Beer companies have traditionally competed on patriotism, taste, alcoholic content etc. What, he asks, if beer was good for you? There is an opportunity for beer companies to redefine the beer space by focusing on the inherent nutrition of beer. In doing so they will create new markets and serve new customers.

“We tend to think of beer drinkers as fat guys on bar stools,” says Bill. “There is a significant segment who thinks beer is part of a healthy diet. That includes Pamela and me.” He adds, “Forget the 8 glass of water we are told to drink each day. Find a good six-pack.”

Capitalism works when marketers find solutions to problems that consumers care about. The memoir offers the compelling idea that marketing is not about selling. By solving problems marketers create new markets and better mankind. Today is reminiscent of the narrative from the 1970s and 1980s. The Japanese were supposedly beating us, and the Soviet Union was threatening democracy.

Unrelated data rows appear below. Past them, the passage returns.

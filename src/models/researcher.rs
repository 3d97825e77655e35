//! Researcher model.
//!
//! Researchers are the people who carry out visits. Each has a weekly
//! availability per part of day, a set of capabilities (family
//! qualifications and field certificates) and a home location used for
//! travel-time scoring. Researchers are host-owned; the planner only reads
//! them.

use serde::{Deserialize, Serialize};
use std::collections::{BTreeSet, HashMap};

use super::{normalize_family_name, PartOfDay};

/// Researcher identifier.
pub type ResearcherId = u32;

/// A researcher who can be assigned to visits.
#[derive(Debug, Clone, Serialize, Deserialize)]
pub struct Researcher {
    pub id: ResearcherId,
    pub name: String,
    /// Home address (travel-time origin).
    pub location: Option<String>,
    /// Days available this week per part of day.
    pub availability: WeeklyAvailability,
    pub capabilities: BTreeSet<Capability>,
}

/// Days a researcher is available in one week, per part of day.
///
/// `flex` days may be spent on any part once the dedicated days run out.
#[derive(Debug, Clone, Copy, Default, PartialEq, Eq, Serialize, Deserialize)]
pub struct WeeklyAvailability {
    pub morning: u32,
    pub daytime: u32,
    pub evening: u32,
    pub flex: u32,
}

/// A qualification or certificate flag.
#[derive(Debug, Clone, Copy, PartialEq, Eq, Hash, PartialOrd, Ord, Serialize, Deserialize)]
#[serde(rename_all = "snake_case")]
pub enum Capability {
    Vleermuis,
    Zwaluw,
    Roofvogel,
    Zangvogel,
    Vlinder,
    Pad,
    Langoor,
    Biggenkruid,
    Schijfhoren,
    Teunisbloempijlstaart,
    /// Species management plan visits.
    Smp,
    /// Flight-route and foraging-area visits.
    Vrfg,
    Hub,
    Fiets,
    Wbc,
    Dvp,
    Sleutel,
}

/// Running assignment counters for one researcher.
///
/// The counters feed the workload and spread terms of the researcher score.
#[derive(Debug, Clone, Default, PartialEq, Eq, Serialize, Deserialize)]
pub struct ResearcherLoad {
    /// Visits already assigned.
    pub assigned_visits: u32,
    /// Assigned visits with a team larger than two.
    pub assigned_large_team: u32,
    /// Assigned visits requiring a bike.
    pub assigned_fiets: u32,
    /// Assigned visits per project.
    pub assigned_by_project: HashMap<u32, u32>,
}

impl WeeklyAvailability {
    /// Creates an availability record.
    pub fn new(morning: u32, daytime: u32, evening: u32, flex: u32) -> Self {
        Self {
            morning,
            daytime,
            evening,
            flex,
        }
    }

    /// Dedicated days for one part.
    pub fn for_part(&self, part: PartOfDay) -> u32 {
        match part {
            PartOfDay::Morning => self.morning,
            PartOfDay::Daytime => self.daytime,
            PartOfDay::Evening => self.evening,
        }
    }

    /// Total days, flex included.
    pub fn total(&self) -> u32 {
        self.morning
            .saturating_add(self.daytime)
            .saturating_add(self.evening)
            .saturating_add(self.flex)
    }
}

impl Capability {
    /// Qualification required for a family, by normalized family name.
    ///
    /// Families without a dedicated qualification return `None` and do not
    /// restrict who may visit.
    pub fn for_family(family_name: &str) -> Option<Capability> {
        match normalize_family_name(family_name).as_str() {
            "vleermuis" => Some(Capability::Vleermuis),
            "zwaluw" => Some(Capability::Zwaluw),
            "roofvogel" => Some(Capability::Roofvogel),
            "zangvogel" => Some(Capability::Zangvogel),
            "vlinder" | "grote vos" | "iepenpage" => Some(Capability::Vlinder),
            "pad" => Some(Capability::Pad),
            "langoren" | "langoor" => Some(Capability::Langoor),
            "biggenkruid" => Some(Capability::Biggenkruid),
            "schijfhoren" => Some(Capability::Schijfhoren),
            "teunisbloempijlstaart" => Some(Capability::Teunisbloempijlstaart),
            _ => None,
        }
    }
}

impl Researcher {
    /// Creates a researcher with no availability and no capabilities.
    pub fn new(id: ResearcherId, name: impl Into<String>) -> Self {
        Self {
            id,
            name: name.into(),
            location: None,
            availability: WeeklyAvailability::default(),
            capabilities: BTreeSet::new(),
        }
    }

    /// Sets the home location.
    pub fn with_location(mut self, location: impl Into<String>) -> Self {
        self.location = Some(location.into());
        self
    }

    /// Sets the weekly availability.
    pub fn with_availability(mut self, availability: WeeklyAvailability) -> Self {
        self.availability = availability;
        self
    }

    /// Grants a capability.
    pub fn with_capability(mut self, capability: Capability) -> Self {
        self.capabilities.insert(capability);
        self
    }

    /// Grants several capabilities.
    pub fn with_capabilities(mut self, capabilities: impl IntoIterator<Item = Capability>) -> Self {
        self.capabilities.extend(capabilities);
        self
    }

    /// Whether the researcher holds a capability.
    #[inline]
    pub fn has(&self, capability: Capability) -> bool {
        self.capabilities.contains(&capability)
    }

    /// Whether the researcher can work `part` at all this week.
    pub fn can_work(&self, part: PartOfDay) -> bool {
        self.availability.for_part(part) > 0 || self.availability.flex > 0
    }
}

impl ResearcherLoad {
    /// Assigned visits for a project (0 if none).
    pub fn for_project(&self, project_id: u32) -> u32 {
        self.assigned_by_project
            .get(&project_id)
            .copied()
            .unwrap_or(0)
    }
}
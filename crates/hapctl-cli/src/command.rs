//! Translation from parsed CLI commands into dispatcher calls.

use hapctl_core::{
    Action, ActionDispatcher, AdminError, AdminState, AgentState, DispatchOutcome, HealthState,
    Transport,
};

use crate::cli::CliCommand;

/// How the requested action was named on the command line.
#[derive(Debug, Clone, PartialEq, Eq)]
pub(crate) enum RequestedAction {
    /// Chosen through a dedicated subcommand.
    Known(Action),
    /// Supplied as free text to `action`.
    Named(String),
}

/// A CLI command reduced to what the dispatcher needs.
#[derive(Debug, Clone, PartialEq, Eq)]
pub(crate) struct CommandInvocation {
    pub(crate) action: RequestedAction,
    pub(crate) proxy: String,
    pub(crate) service: String,
    pub(crate) argument: Option<String>,
    pub(crate) listeners_only: bool,
}

impl CommandInvocation {
    fn server(action: Action, proxy: String, service: String) -> Self {
        Self {
            action: RequestedAction::Known(action),
            proxy,
            service,
            argument: None,
            listeners_only: false,
        }
    }

    /// Runs the invocation through `dispatcher`.
    pub(crate) fn dispatch<T: Transport>(
        &self,
        dispatcher: &ActionDispatcher<T>,
    ) -> Result<DispatchOutcome, AdminError> {
        let argument = self.argument.as_deref();
        match &self.action {
            RequestedAction::Known(action) => {
                dispatcher.dispatch(*action, &self.proxy, &self.service, argument)
            }
            RequestedAction::Named(name) => {
                dispatcher.dispatch_named(name, &self.proxy, &self.service, argument)
            }
        }
    }
}

impl From<CliCommand> for CommandInvocation {
    fn from(command: CliCommand) -> Self {
        match command {
            CliCommand::Stats { listeners_only } => Self {
                action: RequestedAction::Known(Action::ShowStat),
                proxy: String::new(),
                service: String::new(),
                argument: None,
                listeners_only,
            },
            CliCommand::Weight {
                proxy,
                server,
                weight,
            } => Self {
                argument: Some(weight),
                ..Self::server(Action::SetWeight, proxy, server)
            },
            CliCommand::State {
                proxy,
                server,
                state,
            } => Self::server(Action::from(AdminState::from(state)), proxy, server),
            CliCommand::Health {
                proxy,
                server,
                state,
            } => Self::server(Action::from(HealthState::from(state)), proxy, server),
            CliCommand::HealthCheck {
                proxy,
                server,
                toggle,
            } => Self::server(Action::health_check_toggle(toggle.into()), proxy, server),
            CliCommand::Agent {
                proxy,
                server,
                state,
            } => Self::server(Action::from(AgentState::from(state)), proxy, server),
            CliCommand::AgentCheck {
                proxy,
                server,
                toggle,
            } => Self::server(Action::agent_check_toggle(toggle.into()), proxy, server),
            CliCommand::Action {
                name,
                proxy,
                server,
                argument,
            } => Self {
                action: RequestedAction::Named(name),
                proxy: proxy.unwrap_or_default(),
                service: server.unwrap_or_default(),
                argument,
                listeners_only: false,
            },
        }
    }
}
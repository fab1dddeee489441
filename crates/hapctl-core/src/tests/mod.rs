//! Crate-level test doubles and BDD scenarios.

use mockall::mock;

use crate::error::AdminError;
use crate::transport::Transport;


pub(crate) const STATS_RESPONSE: &str = concat!(
    "# pxname,svname,qcur,status,weight,downtime,\n",
    "web,FRONTEND,,OPEN,,,\n",
    "web,srv1,0,UP,100,0,\n",
    "web,srv2,0,MAINT,50,3725,\n",
    "web,BACKEND,0,UP,150,0,\n",
);

mock! {
    pub(crate) Socket {}
    impl Transport for Socket {
        fn send(&self, command: &str) -> Result<Vec<u8>, AdminError>;
    }
}
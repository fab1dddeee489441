//! Runtime tests driving the CLI against a fake stats socket.

mod support;

use std::ffi::OsString;
use std::process::ExitCode;

use hapctl_config::{Config, SocketEndpoint};
use rstest::rstest;

use crate::{AppError, ConfigLoader, IoStreams, run_with_loader};

use support::FakeHaproxy;

struct StaticLoader {
    config: Config,
}

impl ConfigLoader for StaticLoader {
    fn load(&self, _args: &[OsString]) -> Result<Config, AppError> {
        Ok(self.config.clone())
    }
}

struct Outcome {
    exit: ExitCode,
    stdout: String,
    stderr: String,
}

fn run_cli(config: Config, args: &[&str]) -> Outcome {
    let mut stdout = Vec::new();
    let mut stderr = Vec::new();
    let loader = StaticLoader { config };
    let argv: Vec<OsString> = std::iter::once("hapctl")
        .chain(args.iter().copied())
        .map(OsString::from)
        .collect();
    let exit = {
        let mut io = IoStreams::new(&mut stdout, &mut stderr, false);
        run_with_loader(argv, &mut io, &loader)
    };
    Outcome {
        exit,
        stdout: String::from_utf8(stdout).expect("stdout utf8"),
        stderr: String::from_utf8(stderr).expect("stderr utf8"),
    }
}

fn config_for(server: &FakeHaproxy, read_only: bool) -> Config {
    Config {
        stats_socket: server.endpoint(),
        read_only,
        io_timeout_ms: Some(5_000),
        ..Config::default()
    }
}

#[test]
fn stats_render_as_tables() {
    let server = FakeHaproxy::start(1, "");
    let outcome = run_cli(config_for(&server, false), &["--output", "human", "stats"]);

    assert_eq!(outcome.exit, ExitCode::SUCCESS, "stderr: {}", outcome.stderr);
    assert!(outcome.stdout.starts_with("web\n"), "{}", outcome.stdout);
    assert!(outcome.stdout.contains("srv2      MAINT"), "{}", outcome.stdout);
    assert_eq!(server.finish(), vec![String::from("show stat")]);
}

#[test]
fn stats_default_to_json_off_terminal() {
    let server = FakeHaproxy::start(1, "");
    let outcome = run_cli(config_for(&server, true), &["stats", "--listeners-only"]);

    assert_eq!(outcome.exit, ExitCode::SUCCESS, "stderr: {}", outcome.stderr);
    let value: serde_json::Value = serde_json::from_str(&outcome.stdout).expect("json output");
    let servers = value[0]["servers"].as_array().expect("servers array");
    assert_eq!(servers.len(), 2);
    assert_eq!(servers[0]["svname"], "srv1");
    server.finish();
}

#[rstest]
#[case(&["weight", "web", "srv1", "30"], "set server web/srv1 weight 30")]
#[case(&["state", "web", "srv1", "drain"], "set server web/srv1 state drain")]
#[case(&["health", "web", "srv1", "stopping"], "set server web/srv1 health stopping")]
#[case(&["health-check", "web", "srv1", "disable"], "disable health web/srv1")]
#[case(&["agent", "web", "srv1", "down"], "set server web/srv1 agent down")]
#[case(&["agent-check", "web", "srv1", "enable"], "enable agent web/srv1")]
#[case(&["action", "changeWeight", "web", "srv1", "7"], "set server web/srv1 weight 7")]
#[case(&["action", "set-state-maint", "web", "srv1"], "set server web/srv1 state maint")]
fn mutating_commands_send_exact_lines(#[case] args: &[&str], #[case] expected: &str) {
    let server = FakeHaproxy::start(1, "");
    let outcome = run_cli(config_for(&server, false), args);

    assert_eq!(outcome.exit, ExitCode::SUCCESS, "stderr: {}", outcome.stderr);
    assert!(outcome.stdout.is_empty(), "{}", outcome.stdout);
    assert_eq!(server.finish(), vec![String::from(expected)]);
}

#[test]
fn peer_response_is_echoed() {
    let server = FakeHaproxy::start(1, "No such server.\n");
    let outcome = run_cli(config_for(&server, false), &["state", "web", "nope", "ready"]);

    assert_eq!(outcome.exit, ExitCode::SUCCESS);
    assert_eq!(outcome.stdout, "No such server.\n");
    server.finish();
}

#[test]
fn read_only_refuses_mutations_without_connecting() {
    let server = FakeHaproxy::start(0, "");
    let outcome = run_cli(config_for(&server, true), &["weight", "web", "srv1", "30"]);

    assert_eq!(outcome.exit, ExitCode::from(1));
    assert!(outcome.stderr.contains("read-only"), "{}", outcome.stderr);
    assert!(server.finish().is_empty());
}

#[test]
fn non_numeric_weight_is_a_validation_error() {
    let server = FakeHaproxy::start(0, "");
    let outcome = run_cli(config_for(&server, false), &["weight", "web", "srv1", "heavy"]);

    assert_eq!(outcome.exit, ExitCode::from(1));
    assert!(outcome.stderr.contains("not an integer"), "{}", outcome.stderr);
    assert!(server.finish().is_empty());
}

#[test]
fn unknown_named_action_fails() {
    let server = FakeHaproxy::start(0, "");
    let outcome = run_cli(config_for(&server, false), &["action", "reboot", "web", "srv1"]);

    assert_eq!(outcome.exit, ExitCode::from(1));
    assert!(outcome.stderr.contains("unknown action 'reboot'"), "{}", outcome.stderr);
    server.finish();
}

#[test]
fn unreachable_socket_exits_with_transport_status() {
    let dir = tempfile::TempDir::new().expect("temp dir");
    let path = dir.path().join("missing.sock");
    let config = Config {
        stats_socket: SocketEndpoint::unix(path.to_str().expect("utf8 path")),
        ..Config::default()
    };
    let outcome = run_cli(config, &["stats"]);

    assert_eq!(outcome.exit, ExitCode::from(2));
    assert!(outcome.stderr.contains("missing.sock"), "{}", outcome.stderr);
}

#[test]
fn help_is_written_to_stdout() {
    let outcome = run_cli(Config::default(), &["--help"]);
    assert_eq!(outcome.exit, ExitCode::SUCCESS);
    assert!(outcome.stdout.contains("health-check"), "{}", outcome.stdout);
    assert!(outcome.stderr.is_empty());
}

#[rstest]
#[case::missing_command(&[])]
#[case::bad_state(&["state", "web", "srv1", "sleep"])]
#[case::missing_server(&["weight", "web"])]
fn usage_errors_exit_with_failure(#[case] args: &[&str]) {
    let outcome = run_cli(Config::default(), args);
    assert_eq!(outcome.exit, ExitCode::FAILURE);
    assert!(!outcome.stderr.is_empty());
}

Many thought it was game over for the USA. In the 1990s innovation led to a surge in productivity and democracy’s triumph over totalitarianism led to the opening of new markets. Like then, we should not give up on capitalism because it’s not broken.

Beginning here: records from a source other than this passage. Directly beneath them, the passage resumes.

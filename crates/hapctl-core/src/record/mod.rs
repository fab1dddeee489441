//! Typed view over a parsed statistics row.
//!
//! A [`ServerRecord`] wraps one [`StatRow`] and derives everything else on
//! demand: nothing is cached, so the classifications always reflect the row
//! they were computed from.

use std::collections::HashMap;

use serde::Serialize;
use strum::Display;

use crate::stats::StatRow;

/// Column holding the proxy name. The leading `# ` is part of the name.
pub const PROXY_COLUMN: &str = "# pxname";
/// Column holding the service name.
pub const SERVICE_COLUMN: &str = "svname";
/// Column holding the status text.
pub const STATUS_COLUMN: &str = "status";
/// Column holding the server weight.
pub const WEIGHT_COLUMN: &str = "weight";
/// Column holding accumulated downtime in seconds.
pub const DOWNTIME_COLUMN: &str = "downtime";

/// Service name of a proxy's frontend aggregate row.
pub const FRONTEND_SERVICE: &str = "FRONTEND";
/// Service name of a proxy's backend aggregate row.
pub const BACKEND_SERVICE: &str = "BACKEND";

/// Derived operational classification of a record.
#[derive(Debug, Clone, Copy, PartialEq, Eq, Display, Serialize)]
#[strum(serialize_all = "lowercase")]
#[serde(rename_all = "lowercase")]
pub enum ServerState {
    /// Frontend or backend aggregate row.
    Aggregate,
    /// Server is up.
    Up,
    /// Server is down.
    Down,
    /// Server is in maintenance.
    Maint,
    /// Server is draining.
    Drain,
    /// Any other status.
    Other,
}

/// Coarse bucket for a server's weight.
#[derive(Debug, Clone, Copy, PartialEq, Eq, Display, Serialize)]
#[strum(serialize_all = "lowercase")]
#[serde(rename_all = "lowercase")]
pub enum WeightBand {
    /// Weight is zero, negative, above 100, or unknown.
    Unbounded,
    /// 80 to 100.
    High,
    /// 50 to 79.
    Medium,
    /// 1 to 49.
    Low,
}

impl WeightBand {
    /// Classifies a weight.
    #[must_use]
    pub const fn classify(weight: Option<i64>) -> Self {
        match weight {
            Some(80..=100) => Self::High,
            Some(50..=79) => Self::Medium,
            Some(1..=49) => Self::Low,
            _ => Self::Unbounded,
        }
    }
}

/// One proxy, frontend, backend, or server row of the statistics table.
#[derive(Debug, Clone, PartialEq, Eq, Serialize)]
#[serde(transparent)]
pub struct ServerRecord {
    row: StatRow,
}

impl ServerRecord {
    /// Wraps a parsed row.
    #[must_use]
    pub const fn new(row: StatRow) -> Self {
        Self { row }
    }

    /// Raw value of any column.
    #[must_use]
    pub fn get(&self, column: &str) -> Option<&str> {
        self.row.get(column)
    }

    /// Proxy name; empty when the column is absent.
    #[must_use]
    pub fn proxy_name(&self) -> &str {
        self.get(PROXY_COLUMN).unwrap_or_default()
    }

    /// Service name; empty when the column is absent.
    #[must_use]
    pub fn service_name(&self) -> &str {
        self.get(SERVICE_COLUMN).unwrap_or_default()
    }

    /// Raw status text; empty when the column is absent.
    #[must_use]
    pub fn status(&self) -> &str {
        self.get(STATUS_COLUMN).unwrap_or_default()
    }

    /// Weight, or `None` when empty or not an integer.
    #[must_use]
    pub fn weight(&self) -> Option<i64> {
        self.get(WEIGHT_COLUMN)
            .and_then(|value| value.trim().parse().ok())
    }

    /// Accumulated downtime in seconds, or `None` when empty.
    #[must_use]
    pub fn downtime(&self) -> Option<u64> {
        self.get(DOWNTIME_COLUMN)
            .and_then(|value| value.trim().parse().ok())
    }

    /// Whether this is a real server rather than an aggregate row.
    #[must_use]
    pub fn is_listener(&self) -> bool {
        !matches!(self.service_name(), FRONTEND_SERVICE | BACKEND_SERVICE)
    }

    /// Status is `UP`.
    #[must_use]
    pub fn is_up(&self) -> bool {
        self.status_is("UP")
    }

    /// Status is `DOWN`.
    #[must_use]
    pub fn is_down(&self) -> bool {
        self.status_is("DOWN")
    }

    /// Status is `MAINT`.
    #[must_use]
    pub fn is_maint(&self) -> bool {
        self.status_is("MAINT")
    }

    /// Status is `DRAIN`.
    #[must_use]
    pub fn is_drain(&self) -> bool {
        self.status_is("DRAIN")
    }

    /// Derived classification; aggregates first, then status in order.
    #[must_use]
    pub fn state(&self) -> ServerState {
        if !self.is_listener() {
            ServerState::Aggregate
        } else if self.is_up() {
            ServerState::Up
        } else if self.is_down() {
            ServerState::Down
        } else if self.is_maint() {
            ServerState::Maint
        } else if self.is_drain() {
            ServerState::Drain
        } else {
            ServerState::Other
        }
    }

    /// Weight bucket.
    #[must_use]
    pub fn weight_band(&self) -> WeightBand {
        WeightBand::classify(self.weight())
    }

    // `UP` matches `UP` and `UP 2/3` but not `UPGRADE`.
    fn status_is(&self, token: &str) -> bool {
        let status = self.status();
        status
            .strip_prefix(token)
            .is_some_and(|rest| rest.is_empty() || rest.starts_with(' '))
    }
}

impl From<StatRow> for ServerRecord {
    fn from(row: StatRow) -> Self {
        Self::new(row)
    }
}

/// Records of one proxy, in response order.
#[derive(Debug, Clone, PartialEq, Eq, Serialize)]
pub struct ProxyGroup {
    /// Proxy name.
    #[serde(rename = "proxy")]
    pub name: String,
    /// Records belonging to the proxy.
    #[serde(rename = "servers")]
    pub records: Vec<ServerRecord>,
}

/// Groups records by proxy name, ordering groups by first appearance.
#[must_use]
pub fn group_by_proxy(records: Vec<ServerRecord>) -> Vec<ProxyGroup> {
    let mut order: Vec<String> = Vec::new();
    let mut grouped: HashMap<String, Vec<ServerRecord>> = HashMap::new();

    for record in records {
        let name = record.proxy_name().to_owned();
        if !grouped.contains_key(&name) {
            order.push(name.clone());
        }
        grouped.entry(name).or_default().push(record);
    }

    order
        .into_iter()
        .filter_map(|name| {
            grouped
                .remove(&name)
                .map(|members| ProxyGroup { name, records: members })
        })
        .collect()
}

Today we face better competitors and unfair competitors. It means we need to find new market spaces and new dimensions to outwit, outplay and outlast them.

Go behind the scenes on some of McKinsey’s (and BCG’s) most important strategy decisions. Under Marvin Bower’s mentorship, Bill became McKinsey’s first marketing director in 1980. At the time BCG was developing a reputation for better ideas and insights. McKinsey was seen to be losing ground in influencing the most important business leaders.

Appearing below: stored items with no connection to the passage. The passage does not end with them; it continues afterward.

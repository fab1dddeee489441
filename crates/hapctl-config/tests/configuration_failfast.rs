use std::ffi::{OsStr, OsString};
use std::fs;
use std::sync::{Mutex, MutexGuard, PoisonError};

use once_cell::sync::Lazy;
use ortho_config::OrthoConfig;
use tempfile::TempDir;
use hapctl_config::Config;

static ENV_MUTEX: Lazy<Mutex<()>> = Lazy::new(|| Mutex::new(()));

struct EnvOverride {
    key: &'static str,
    previous: Option<OsString>,
    guard: Option<MutexGuard<'static, ()>>,
}

impl EnvOverride {
    fn set_var(key: &'static str, value: &OsStr) -> Self {
        let guard = ENV_MUTEX.lock().unwrap_or_else(PoisonError::into_inner);
        let previous = std::env::var_os(key);
        unsafe { std::env::set_var(key, value) };
        Self {
            key,
            previous,
            guard: Some(guard),
        }
    }
}

impl Drop for EnvOverride {
    fn drop(&mut self) {
        match self.previous.take() {
            Some(value) => unsafe { std::env::set_var(self.key, value) },
            None => unsafe { std::env::remove_var(self.key) },
        }
        drop(self.guard.take());
    }
}

#[test]
fn malformed_socket_in_file_fails_loading() {
    let _guard = ENV_MUTEX.lock().unwrap_or_else(PoisonError::into_inner);
    let temp_dir = TempDir::new().expect("create temp dir");
    let path = temp_dir.path().join("hapctl.toml");
    fs::write(&path, "stats_socket = \"http://localhost:80\"\n").expect("write config");

    let args = vec![
        OsString::from("hapctl"),
        OsString::from("--config-path"),
        path.into_os_string(),
    ];

    let error = Config::load_from_iter(args).expect_err("loading must fail");
    assert!(
        !error.to_string().is_empty(),
        "expected a descriptive configuration error"
    );
}

#[test]
fn malformed_toml_fails_loading() {
    let _guard = ENV_MUTEX.lock().unwrap_or_else(PoisonError::into_inner);
    let temp_dir = TempDir::new().expect("create temp dir");
    let path = temp_dir.path().join("hapctl.toml");
    fs::write(&path, "read_only = = true\n").expect("write config");

    let args = vec![
        OsString::from("hapctl"),
        OsString::from("--config-path"),
        path.into_os_string(),
    ];

    assert!(Config::load_from_iter(args).is_err());
}

#[test]
fn malformed_socket_in_environment_fails_loading() {
    let _env = EnvOverride::set_var("HAPCTL_STATS_SOCKET", OsStr::new("ftp://example.com/x"));

    let error = Config::load_from_iter([OsString::from("hapctl")])
        .expect_err("loading must fail");
    assert!(!error.to_string().is_empty());
}
//! Error types for the CLI runtime.

use std::io;
use std::process::ExitCode;
use std::sync::Arc;

use hapctl_core::AdminError;
use thiserror::Error;

use crate::telemetry::TelemetryError;

#[derive(Debug, Error)]
pub(crate) enum AppError {
    #[error("failed to load configuration: {0}")]
    LoadConfiguration(Arc<ortho_config::OrthoError>),
    #[error("{0}")]
    CliUsage(clap::Error),
    #[error(transparent)]
    Telemetry(#[from] TelemetryError),
    #[error(transparent)]
    Admin(#[from] AdminError),
    #[error("failed to serialise statistics: {0}")]
    SerialiseStats(serde_json::Error),
    #[error("failed to write output: {0}")]
    WriteOutput(#[source] io::Error),
}

impl AppError {
    /// Exit status reported for this error.
    ///
    /// Core failures keep the dispatcher's classification; everything else
    /// is a usage or local fault.
    pub(crate) fn exit_code(&self) -> ExitCode {
        match self {
            Self::Admin(error) => ExitCode::from(error.exit_status()),
            Self::LoadConfiguration(_)
            | Self::CliUsage(_)
            | Self::Telemetry(_)
            | Self::SerialiseStats(_)
            | Self::WriteOutput(_) => ExitCode::FAILURE,
        }
    }
}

Rather than compete with BCG on having the best insights, Bill and his colleagues changed the conversation to position McKinsey as a “leadership factory.” It was in fact producing more CEOs than any other organization in the USA. It served leaders and it turned young men and women into leaders, but McKinsey had never identified itself to the external market on this dimension.

Leadership became the important dimension along which McKinsey competed and the memoir lists the three concrete steps McKinsey took to implement this change. Its competitors became top companies such as GE and IBM. There were no consultants in this space and “leadership” helped it claim premium fees.

The modern marketer’s role is to solve important problems and, in the process, create previously non-existent markets. Marketing today can be very shortsighted in its goals and ambitions. Marketers tend to focus on brand, products, websites that go click in the night and sales metrics.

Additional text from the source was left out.